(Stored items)
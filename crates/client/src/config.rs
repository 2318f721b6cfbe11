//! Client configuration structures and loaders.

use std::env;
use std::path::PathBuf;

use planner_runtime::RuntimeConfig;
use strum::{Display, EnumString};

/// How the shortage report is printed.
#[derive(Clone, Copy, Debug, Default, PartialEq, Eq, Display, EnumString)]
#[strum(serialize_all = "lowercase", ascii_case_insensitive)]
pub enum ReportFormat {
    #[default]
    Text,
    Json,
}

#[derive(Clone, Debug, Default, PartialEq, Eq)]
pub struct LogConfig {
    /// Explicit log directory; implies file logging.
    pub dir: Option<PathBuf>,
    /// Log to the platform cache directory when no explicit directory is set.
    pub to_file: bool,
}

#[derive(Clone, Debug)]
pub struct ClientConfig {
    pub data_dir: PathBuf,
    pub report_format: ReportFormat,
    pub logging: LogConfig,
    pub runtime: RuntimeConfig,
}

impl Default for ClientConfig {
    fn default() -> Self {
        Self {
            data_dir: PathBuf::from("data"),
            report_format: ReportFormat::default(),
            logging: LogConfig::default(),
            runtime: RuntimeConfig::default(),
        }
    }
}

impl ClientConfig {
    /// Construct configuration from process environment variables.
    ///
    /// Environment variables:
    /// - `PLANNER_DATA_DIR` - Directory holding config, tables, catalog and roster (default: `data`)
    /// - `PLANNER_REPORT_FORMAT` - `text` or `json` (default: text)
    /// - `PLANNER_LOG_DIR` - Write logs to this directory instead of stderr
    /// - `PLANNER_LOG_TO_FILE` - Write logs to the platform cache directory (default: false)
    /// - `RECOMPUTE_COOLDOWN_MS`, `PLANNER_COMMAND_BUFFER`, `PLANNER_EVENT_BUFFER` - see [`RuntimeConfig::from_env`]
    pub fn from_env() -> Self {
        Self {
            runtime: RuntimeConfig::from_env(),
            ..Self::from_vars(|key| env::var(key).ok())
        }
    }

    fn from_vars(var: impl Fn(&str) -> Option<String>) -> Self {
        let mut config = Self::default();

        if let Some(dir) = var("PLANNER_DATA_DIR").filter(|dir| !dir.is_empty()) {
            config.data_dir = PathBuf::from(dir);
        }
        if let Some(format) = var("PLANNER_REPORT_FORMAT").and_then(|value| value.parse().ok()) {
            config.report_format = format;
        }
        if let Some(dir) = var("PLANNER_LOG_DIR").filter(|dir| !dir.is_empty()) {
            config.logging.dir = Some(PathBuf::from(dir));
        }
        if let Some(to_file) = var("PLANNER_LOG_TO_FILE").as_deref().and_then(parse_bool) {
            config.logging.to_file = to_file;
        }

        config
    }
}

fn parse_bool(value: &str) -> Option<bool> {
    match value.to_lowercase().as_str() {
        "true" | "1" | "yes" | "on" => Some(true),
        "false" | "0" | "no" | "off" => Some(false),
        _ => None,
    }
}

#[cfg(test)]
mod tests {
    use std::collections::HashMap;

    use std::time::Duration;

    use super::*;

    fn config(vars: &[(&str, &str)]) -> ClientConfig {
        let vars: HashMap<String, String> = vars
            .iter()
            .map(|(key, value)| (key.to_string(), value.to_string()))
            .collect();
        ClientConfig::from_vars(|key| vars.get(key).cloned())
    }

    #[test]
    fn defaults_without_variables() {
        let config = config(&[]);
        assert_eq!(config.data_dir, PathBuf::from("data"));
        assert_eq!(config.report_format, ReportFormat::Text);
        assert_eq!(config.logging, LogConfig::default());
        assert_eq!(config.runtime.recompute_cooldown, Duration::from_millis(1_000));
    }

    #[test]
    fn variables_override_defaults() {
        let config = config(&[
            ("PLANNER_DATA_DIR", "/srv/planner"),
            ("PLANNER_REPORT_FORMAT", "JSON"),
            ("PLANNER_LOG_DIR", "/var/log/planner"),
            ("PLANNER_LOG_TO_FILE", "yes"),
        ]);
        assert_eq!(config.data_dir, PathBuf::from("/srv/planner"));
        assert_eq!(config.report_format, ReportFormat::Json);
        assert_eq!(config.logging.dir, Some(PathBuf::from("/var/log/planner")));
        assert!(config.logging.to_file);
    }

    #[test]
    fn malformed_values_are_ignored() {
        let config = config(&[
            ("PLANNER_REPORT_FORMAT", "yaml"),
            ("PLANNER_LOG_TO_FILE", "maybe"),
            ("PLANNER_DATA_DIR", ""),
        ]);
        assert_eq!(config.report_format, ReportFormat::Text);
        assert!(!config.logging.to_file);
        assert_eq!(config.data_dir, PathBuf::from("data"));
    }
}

Directions:
If a line above holds the string "RuntimeConfig", count it; give the final total as the only output.

Result below:
5